In November 2005, the domain appeared to be used for a real estate site. In December 2005 it contained only Google ads, with a notice that a site for investigating people by checking their public records would be coming. In March 2006, whitehouse.com called itself "America's Free Speech Forum". It advertised a cartoon contest and presented links to Associated Press political news stories. In July 2006, the site was a real estate site again, and forwarded to www.house.com. As of November 2006, the site was a search engine for people, which searched over 90 million White Pages listings and 14 million Yellow Pages listings. As of June–October 2007, the site had once again changed and now claimed to be "your source for up-to-date information to help you keep track of the major party candidates for President."

Until early 2009, the domain redirected to the previous real estate website again. The site was being used for home loan modification and debt consolidation, with the disclaimer reading that is not "affiliated or endorsed by the U.S. Government". As of September 2009, the site was a local New Jersey-centered video hosting site. The site's main purpose was to host videos of local town hall meetings in New Jersey.

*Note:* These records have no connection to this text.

//! Named colormaps and value-to-color normalisation.
//!
//! Colormaps are defined by hex color stops and expanded to a 256-entry
//! lookup table. A `_r` suffix reverses any map; `.rgb` suffixes are
//! optional so `cet_rainbow` and `cet_rainbow.rgb` name the same map.

use std::collections::HashMap;

use diags_common::{DiagsError, DiagsResult};
use once_cell::sync::Lazy;

/// Lookup table size used for every colormap.
pub const LUT_SIZE: usize = 256;

static COLORMAP_STOPS: Lazy<HashMap<&'static str, &'static [&'static str]>> =
    Lazy::new(|| {
        let mut map: HashMap<&'static str, &'static [&'static str]> = HashMap::new();
        map.insert(
            "cet_rainbow.rgb",
            &[
                "#0034f9", "#1b5bf0", "#2a7dd6", "#2f97b4", "#3aa88c", "#5bb463", "#86bd43",
                "#b2c22b", "#d9c01f", "#f3aa1c", "#fb8419", "#f65a18", "#e92b1d",
            ],
        );
        map.insert(
            "diverging_bwr.rgb",
            &[
                "#053061", "#2166ac", "#4393c3", "#92c5de", "#d1e5f0", "#f7f7f7", "#fddbc7",
                "#f4a582", "#d6604d", "#b2182b", "#67001f",
            ],
        );
        map.insert(
            "WhiteBlueGreenYellowRed.rgb",
            &[
                "#ffffff", "#d2ecfa", "#8ccdf0", "#4a9fe0", "#2f7fc1", "#30a37a", "#5fbf3f",
                "#c3d92b", "#f6e52a", "#f8a01f", "#e8501a", "#b01515",
            ],
        );
        map.insert(
            "viridis",
            &[
                "#440154", "#482878", "#3e4989", "#31688e", "#26828e", "#1f9e89", "#35b779",
                "#6ece58", "#b5de2b", "#fde725",
            ],
        );
        map.insert(
            "jet",
            &[
                "#00007f", "#0000ff", "#007fff", "#00ffff", "#7fff7f", "#ffff00", "#ff7f00",
                "#ff0000", "#7f0000",
            ],
        );
        map.insert("bwr", &["#0000ff", "#ffffff", "#ff0000"]);
        map.insert(
            "RdBu",
            &[
                "#67001f", "#b2182b", "#d6604d", "#f4a582", "#fddbc7", "#f7f7f7", "#d1e5f0",
                "#92c5de", "#4393c3", "#2166ac", "#053061",
            ],
        );
        map.insert(
            "BrBG",
            &[
                "#543005", "#8c510a", "#bf812d", "#dfc27d", "#f6e8c3", "#f5f5f5", "#c7eae5",
                "#80cdc1", "#35978f", "#01665e", "#003c30",
            ],
        );
        map.insert(
            "PiYG",
            &[
                "#8e0152", "#c51b7d", "#de77ae", "#f1b6da", "#fde0ef", "#f7f7f7", "#e6f5d0",
                "#b8e186", "#7fbc41", "#4d9221", "#276419",
            ],
        );
        map
    });

/// Parse hex color string to RGB
pub fn hex_to_rgb(hex: &str) -> Option<(u8, u8, u8)> {
    let hex = hex.trim_start_matches('#');
    if hex.len() != 6 {
        return None;
    }

    let r = u8::from_str_radix(&hex[0..2], 16).ok()?;
    let g = u8::from_str_radix(&hex[2..4], 16).ok()?;
    let b = u8::from_str_radix(&hex[4..6], 16).ok()?;

    Some((r, g, b))
}

/// A colormap expanded to [`LUT_SIZE`] colors.
#[derive(Debug, Clone, PartialEq)]
pub struct Colormap {
    name: String,
    lut: Vec<[u8; 3]>,
}

impl Colormap {
    /// Look up a colormap by name.
    pub fn by_name(name: &str) -> DiagsResult<Self> {
        let (base, reversed) = match name.strip_suffix("_r") {
            Some(base) => (base, true),
            None => (name, false),
        };
        let stops = find_stops(base)
            .ok_or_else(|| DiagsError::UnknownColormap(name.to_string()))?;
        let mut colors: Vec<(u8, u8, u8)> = stops
            .iter()
            .map(|hex| {
                hex_to_rgb(hex).ok_or_else(|| {
                    DiagsError::RenderError(format!("bad color '{}' in colormap {}", hex, base))
                })
            })
            .collect::<DiagsResult<_>>()?;
        if reversed {
            colors.reverse();
        }

        Ok(Self {
            name: name.to_string(),
            lut: expand(&colors, LUT_SIZE),
        })
    }

    /// Names of the built-in colormaps (without `_r` variants).
    pub fn names() -> Vec<&'static str> {
        let mut names: Vec<&'static str> = COLORMAP_STOPS.keys().copied().collect();
        names.sort_unstable();
        names
    }

    pub fn name(&self) -> &str {
        &self.name
    }

    pub fn len(&self) -> usize {
        self.lut.len()
    }

    pub fn is_empty(&self) -> bool {
        self.lut.is_empty()
    }

    /// Color at a lookup-table index, clamped to the table.
    pub fn color(&self, index: usize) -> [u8; 3] {
        self.lut[index.min(self.lut.len() - 1)]
    }

    /// Color at a position in `[0, 1]` (clamped).
    pub fn sample(&self, t: f64) -> [u8; 3] {
        let t = if t.is_nan() { 0.0 } else { t.clamp(0.0, 1.0) };
        self.color((t * (self.lut.len() - 1) as f64).round() as usize)
    }
}

fn find_stops(name: &str) -> Option<&'static [&'static str]> {
    if let Some(stops) = COLORMAP_STOPS.get(name) {
        return Some(*stops);
    }
    match name.strip_suffix(".rgb") {
        Some(bare) => COLORMAP_STOPS.get(bare).copied(),
        None => COLORMAP_STOPS.get(format!("{}.rgb", name).as_str()).copied(),
    }
}

/// Linearly interpolate `stops` into `n` evenly spaced colors.
fn expand(stops: &[(u8, u8, u8)], n: usize) -> Vec<[u8; 3]> {
    if stops.len() == 1 {
        let (r, g, b) = stops[0];
        return vec![[r, g, b]; n];
    }
    let segments = (stops.len() - 1) as f64;
    (0..n)
        .map(|i| {
            let pos = i as f64 / (n - 1) as f64 * segments;
            let k = (pos.floor() as usize).min(stops.len() - 2);
            let t = pos - k as f64;
            let (a, b) = (stops[k], stops[k + 1]);
            let lerp = |x: u8, y: u8| (x as f64 + (y as f64 - x as f64) * t).round() as u8;
            [lerp(a.0, b.0), lerp(a.1, b.1), lerp(a.2, b.2)]
        })
        .collect()
}

/// Maps data values to colormap lookup indices.
#[derive(Debug, Clone, PartialEq)]
pub enum Norm {
    /// Discrete bins between consecutive boundaries, spread over `ncolors`.
    Boundary { boundaries: Vec<f64>, ncolors: usize },
    /// Linear scaling of `[vmin, vmax]` onto `ncolors`.
    Linear { vmin: f64, vmax: f64, ncolors: usize },
}

impl Norm {
    pub fn boundary(boundaries: Vec<f64>, ncolors: usize) -> DiagsResult<Self> {
        if boundaries.len() < 2 {
            return Err(DiagsError::InvalidLevels(format!(
                "a boundary norm needs at least 2 boundaries, got {}",
                boundaries.len()
            )));
        }
        if boundaries.windows(2).any(|w| w[1] < w[0]) {
            return Err(DiagsError::InvalidLevels(format!(
                "boundaries must be non-decreasing: {:?}",
                boundaries
            )));
        }
        Ok(Norm::Boundary {
            boundaries,
            ncolors,
        })
    }

    pub fn linear(vmin: f64, vmax: f64, ncolors: usize) -> Self {
        Norm::Linear {
            vmin,
            vmax,
            ncolors,
        }
    }

    /// Number of discrete bins (boundary norm) or colors (linear norm).
    pub fn n_regions(&self) -> usize {
        match self {
            Norm::Boundary { boundaries, .. } => boundaries.len() - 1,
            Norm::Linear { ncolors, .. } => *ncolors,
        }
    }

    /// Lookup index for `value`; `None` for NaN. Out-of-range values take
    /// the first or last color.
    pub fn index(&self, value: f64) -> Option<usize> {
        if value.is_nan() {
            return None;
        }
        match self {
            Norm::Boundary {
                boundaries,
                ncolors,
            } => {
                let below = boundaries.iter().filter(|&&b| b <= value).count();
                if below == 0 {
                    return Some(0);
                }
                let region = below - 1;
                if region >= self.n_regions() {
                    return Some(ncolors - 1);
                }
                Some(self.region_index(region))
            }
            Norm::Linear {
                vmin,
                vmax,
                ncolors,
            } => {
                if vmax <= vmin {
                    return Some(0);
                }
                let t = ((value - vmin) / (vmax - vmin)).clamp(0.0, 1.0);
                Some(((t * *ncolors as f64) as usize).min(ncolors - 1))
            }
        }
    }

    /// Lookup index used for bin `region` of a boundary norm.
    pub fn region_index(&self, region: usize) -> usize {
        match self {
            Norm::Boundary { ncolors, .. } => {
                let n_regions = self.n_regions();
                if *ncolors <= n_regions {
                    return region.min(ncolors - 1);
                }
                if n_regions == 1 {
                    return (ncolors - 1) / 2;
                }
                ((*ncolors - 1) as f64 / (n_regions - 1) as f64 * region as f64) as usize
            }
            Norm::Linear { ncolors, .. } => region.min(ncolors - 1),
        }
    }
}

As of July 2010, the site was a blank page with large black letters stating, "Future site of WhiteHouse.com" with no other information or link. As of Sept 2010, the site returned with the Banner Heading of WhiteHouseLawyers.com. The site's purported main purpose was to provide a search portal for personal injury / disability lawyers based on users location. But upon testing user input including name, phone, state, and e-mail, no listing of lawyers was provided. Later that month the site advertised financial aid opportunities. As of June 2011, the site again redirected to www.house.com.

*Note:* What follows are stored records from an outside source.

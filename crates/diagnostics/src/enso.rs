//! ENSO diagnostics figures: the three-panel comparison map and the anomaly
//! scatter with regime fits.

use diags_common::{DiagsResult, Field, MetricsDict, StatsBundle};
use renderer::{
    plot_panel_map, AnomalyPair, Figure, PanelSpec, ScatterLabels, TitleTriplet, PANELS,
    SUBPLOT_BORDER,
};
use tracing::{debug, warn};

use crate::outcome::{PlotOutcome, PlotSummary, SavedPlot};
use crate::output::{file_stem, save_figure, save_subplots};
use crate::parameter::PlotParameters;

pub const SET_NAME: &str = "enso_diags";

const MAP_SUPTITLE_Y: f64 = 0.97;
const SCATTER_SUPTITLE_Y: f64 = 0.93;

fn non_empty(s: &str) -> Option<String> {
    (!s.is_empty()).then(|| s.to_string())
}

fn set_name(params: &PlotParameters) -> &str {
    if params.current_set.is_empty() {
        SET_NAME
    } else {
        &params.current_set
    }
}

/// Draw test, reference and difference panels and save the figure.
///
/// The test and reference panels use `contour_levels`, the difference panel
/// `diff_levels`. Confidence hatching only applies to the test and reference
/// panels.
pub fn plot_map(
    reference: &Field,
    test: &Field,
    diff: &Field,
    metrics: &MetricsDict,
    ref_conf: Option<&Field>,
    test_conf: Option<&Field>,
    params: &PlotParameters,
) -> DiagsResult<PlotOutcome> {
    if !params.backend_supported() {
        warn!(backend = %params.backend, "Skipping map plot for unsupported backend");
        return Ok(PlotOutcome::Skipped {
            reason: format!("backend '{}' is not supported", params.backend),
        });
    }
    params.validate()?;
    let region = params.region()?;

    let panels: [(&Field, &[f64], &str, TitleTriplet, Option<&Field>, &StatsBundle); 3] = [
        (
            test,
            &params.contour_levels,
            &params.test_colormap,
            TitleTriplet::new(
                non_empty(&params.test_name_yrs),
                non_empty(&params.test_title),
                test.units().map(str::to_string),
            ),
            test_conf,
            &metrics.test,
        ),
        (
            reference,
            &params.contour_levels,
            &params.reference_colormap,
            TitleTriplet::new(
                non_empty(&params.ref_name_yrs),
                non_empty(&params.reference_title),
                reference.units().map(str::to_string),
            ),
            ref_conf,
            &metrics.reference,
        ),
        (
            diff,
            &params.diff_levels,
            &params.diff_colormap,
            TitleTriplet::new(
                None,
                non_empty(&params.diff_title),
                test.units().map(str::to_string),
            ),
            None,
            &metrics.diff,
        ),
    ];

    let mut figure = Figure::new(params.figsize, params.dpi)?;
    let mut summaries = Vec::with_capacity(panels.len());
    let panels = panels.into_iter().enumerate();
    for (i, (field, levels, colormap, titles, confidence, stats)) in panels {
        let spec = PanelSpec {
            field,
            levels,
            colormap,
            titles,
            region: &region,
            confidence,
            stats: Some(stats),
        };
        summaries.push(plot_panel_map(&mut figure, i, &spec)?);
    }
    figure.suptitle(&params.main_title, MAP_SUPTITLE_Y);

    let stem = file_stem(set_name(params), params)?;
    let paths = save_figure(&figure, &stem, &params.output_format)?;
    let rects: Vec<_> = PANELS.iter().map(|p| p.with_border(SUBPLOT_BORDER)).collect();
    let subplot_paths = save_subplots(&figure, &stem, &rects, &params.output_format_subplot)?;
    debug!(files = paths.len() + subplot_paths.len(), "Map figure written");

    Ok(PlotOutcome::Saved(SavedPlot {
        paths,
        subplot_paths,
        summary: PlotSummary::Map { panels: summaries },
    }))
}

/// Scatter `y` anomalies against `x` anomalies for test and reference and
/// save the figure.
pub fn plot_scatter(
    x: &AnomalyPair,
    y: &AnomalyPair,
    params: &PlotParameters,
) -> DiagsResult<PlotOutcome> {
    params.validate()?;
    let labels = ScatterLabels {
        test_title: params.test_title.clone(),
        test_name_yrs: params.test_name_yrs.clone(),
        reference_title: params.reference_title.clone(),
        ref_name_yrs: params.ref_name_yrs.clone(),
    };

    let mut figure = Figure::new(params.figsize, params.dpi)?;
    let summary = renderer::plot_scatter(&mut figure, x, y, &labels)?;
    figure.suptitle(&params.main_title, SCATTER_SUPTITLE_Y);

    let stem = file_stem(set_name(params), params)?;
    let paths = save_figure(&figure, &stem, &params.output_format)?;

    Ok(PlotOutcome::Saved(SavedPlot {
        paths,
        subplot_paths: Vec::new(),
        summary: PlotSummary::Scatter(summary),
    }))
}

#[cfg(test)]
mod tests {
    use super::*;

    #[test]
    fn test_set_name_prefers_current_set() {
        let mut params = PlotParameters::default();
        assert_eq!(set_name(&params), "enso_diags");
        params.current_set = "enso_diags_map".into();
        assert_eq!(set_name(&params), "enso_diags_map");
    }

    #[test]
    fn test_non_empty() {
        assert_eq!(non_empty(""), None);
        assert_eq!(non_empty("v2"), Some("v2".to_string()));
    }
}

As of October 2015, the domain was parked, displayed a picture of the White House and text advertisement 'search results' relating to the White House, Washington D.C. or adult services. As of June 2016, the site displayed a blank page with black letters stating, "WhiteHouse.com Official Site". The subtext read, "Celebrating our 19th Anniversary (1997-2016)" and "World's Most Famous Adult Site coming back Summer 2016".

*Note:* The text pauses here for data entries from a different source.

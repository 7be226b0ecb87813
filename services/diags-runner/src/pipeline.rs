//! Job pipeline: read variables, convert and mask them, compute statistics
//! and hand the prepared inputs to the registered renderer.

use std::path::PathBuf;

use anyhow::{Context, Result};
use diagnostics::{MapInputs, PlotOutcome, RendererRegistry, SetInputs};
use diags_common::{Field, MetricsDict};
use field_transform::{convert_units, difference, mask_by};
use rayon::prelude::*;
use renderer::AnomalyPair;
use serde::Serialize;
use tracing::{error, info, instrument, warn};

use crate::config::{JobConfig, JobKind, RunConfig, ScatterAxisConfig, VarSource};

/// Outcome of one job.
#[derive(Debug, Serialize)]
pub struct JobReport {
    pub name: String,
    pub set: String,
    pub status: JobStatus,
}

#[derive(Debug, Serialize)]
#[serde(tag = "status", rename_all = "snake_case")]
pub enum JobStatus {
    Saved { paths: Vec<PathBuf> },
    Skipped { reason: String },
    Failed { error: String },
}

impl JobReport {
    pub fn is_failure(&self) -> bool {
        matches!(self.status, JobStatus::Failed { .. })
    }
}

/// Runs the jobs of a [`RunConfig`].
pub struct Pipeline {
    config: RunConfig,
    registry: RendererRegistry,
}

impl Pipeline {
    pub fn new(config: RunConfig) -> Self {
        Self::with_registry(config, RendererRegistry::with_defaults())
    }

    pub fn with_registry(config: RunConfig, registry: RendererRegistry) -> Self {
        Self { config, registry }
    }

    pub fn config(&self) -> &RunConfig {
        &self.config
    }

    /// Run every job (or only those of `set_filter`) in parallel on the
    /// current rayon pool. A failing job does not stop the others.
    pub fn run(&self, set_filter: Option<&str>) -> Vec<JobReport> {
        let jobs: Vec<&JobConfig> = self
            .config
            .jobs
            .iter()
            .filter(|job| set_filter.map_or(true, |set| job.set == set))
            .collect();
        info!(jobs = jobs.len(), "Running diagnostics jobs");

        jobs.into_par_iter()
            .map(|job| {
                let status = match self.run_job(job) {
                    Ok(PlotOutcome::Saved(saved)) => JobStatus::Saved {
                        paths: saved.paths.into_iter().chain(saved.subplot_paths).collect(),
                    },
                    Ok(PlotOutcome::Skipped { reason }) => {
                        warn!(job = %job.name, %reason, "Job skipped");
                        JobStatus::Skipped { reason }
                    }
                    Err(e) => {
                        error!(job = %job.name, error = %format!("{:#}", e), "Job failed");
                        JobStatus::Failed {
                            error: format!("{:#}", e),
                        }
                    }
                };
                JobReport {
                    name: job.name.clone(),
                    set: job.set.clone(),
                    status,
                }
            })
            .collect()
    }

    #[instrument(skip_all, fields(job = %job.name, set = %job.set))]
    fn run_job(&self, job: &JobConfig) -> Result<PlotOutcome> {
        let params = job.parameters(&self.config.parameters)?;
        let inputs = prepare_inputs(job)?;
        let outcome = self.registry.render(&job.set, &inputs, &params)?;
        if outcome.is_saved() {
            info!(files = outcome.all_paths().len(), "Job complete");
        }
        Ok(outcome)
    }
}

/// Read and transform the data a job needs.
pub fn prepare_inputs(job: &JobConfig) -> Result<SetInputs> {
    match job.kind {
        JobKind::Map => prepare_map(job),
        JobKind::Line => {
            let (test, reference) = read_pair(job)?;
            Ok(SetInputs::Line { test, reference })
        }
        JobKind::Scatter => {
            let x = job.x.as_ref().context("scatter job has no x")?;
            let y = job.y.as_ref().context("scatter job has no y")?;
            Ok(SetInputs::Scatter {
                x: anomaly_pair(x)?,
                y: anomaly_pair(y)?,
            })
        }
    }
}

fn prepare_map(job: &JobConfig) -> Result<SetInputs> {
    let (mut test, mut reference) = read_pair(job)?;

    if let Some(mask) = &job.mask {
        let mask_field = read_var(&VarSource {
            path: mask.path.clone(),
            var: mask.var.clone(),
        })?;
        test = mask_by(&test, &mask_field, mask.low_limit, mask.high_limit)?;
        reference = mask_by(&reference, &mask_field, mask.low_limit, mask.high_limit)?;
    }

    let diff = difference(&test, &reference)?;
    let metrics = MetricsDict::compute(&test, &reference, &diff)?;
    let test_conf = job.test_conf.as_ref().map(read_var).transpose()?;
    let ref_conf = job.ref_conf.as_ref().map(read_var).transpose()?;

    Ok(SetInputs::Map(Box::new(MapInputs {
        test,
        reference,
        diff,
        metrics,
        test_conf,
        ref_conf,
    })))
}

fn read_pair(job: &JobConfig) -> Result<(Field, Field)> {
    let test = job.test.as_ref().context("job has no test variable")?;
    let reference = job.reference.as_ref().context("job has no reference variable")?;
    let units = job.units.as_deref();
    Ok((read_converted(test, units)?, read_converted(reference, units)?))
}

fn read_var(source: &VarSource) -> Result<Field> {
    netcdf_reader::read_field(&source.path, &source.var)
        .with_context(|| format!("Failed to read {} from {}", source.var, source.path.display()))
}

fn read_converted(source: &VarSource, units: Option<&str>) -> Result<Field> {
    let field = read_var(source)?;
    match units {
        Some(target) => convert_units(&field, target)
            .with_context(|| format!("Failed to convert {} to {}", source.var, target)),
        None => Ok(field),
    }
}

/// Masked cells become NaN so both series keep their time alignment.
fn anomaly_pair(axis: &ScatterAxisConfig) -> Result<AnomalyPair> {
    let units = axis.units.as_deref();
    let test = read_converted(&axis.test, units)?;
    let reference = read_converted(&axis.reference, units)?;
    let label = axis.label.clone().unwrap_or_else(|| axis.test.var.clone());
    let units = test.units().unwrap_or_default().to_string();
    Ok(AnomalyPair::new(label, units, values_or_nan(&test), values_or_nan(&reference)))
}

fn values_or_nan(field: &Field) -> Vec<f64> {
    (0..field.len()).map(|i| field.value(i).unwrap_or(f64::NAN)).collect()
}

As of April 2017, the site was once again parked, with similar content as in its October 2015 version. As of August 2017, the site was being used to protest the Trump administration in the wake of the Unite the Right rally. As of November 2017, the site was again a parked domain. By January 2018, the site contained a collection of brief political news stories with the slogan "Where Hate does not Live!". The website claims to be owned and operated by WhiteHouse Network LLC. WHOIS data suggests the domain is administrated by Dan Parisi.

As of May 2020, the site was offering information about the COVID-19 pandemic, plus an opinion poll on the Trump administration's handling of the COVID-19 crisis in the United States. It still listed "WhiteHouse Network LLC" as its owner. A misspelled disclaimer at the footer of the site claims "WhiteHouse Beta is not affiliated or endorsed by U.S. Gopvernment [sic]". As of January 2020, the site offers betting for senate and house election results.

In 2022, the website relaunched as an "Adult & Free Speech Site" with adult content once again.
In 2023 it showed polls and urged visitors to bet on certain outcomes. In 2024 into 2025, it turned into a betting site for politics, similar to Polymarket and without adult content.

==Legacy==
This type of behavior with trademarks led the United States government to the passage of the Anticybersquatting Consumer Protection Act. The ACPA, however, protects only the registration of trademarks as domain names and would not help the U.S. government with the registration of the names of its offices or agencies.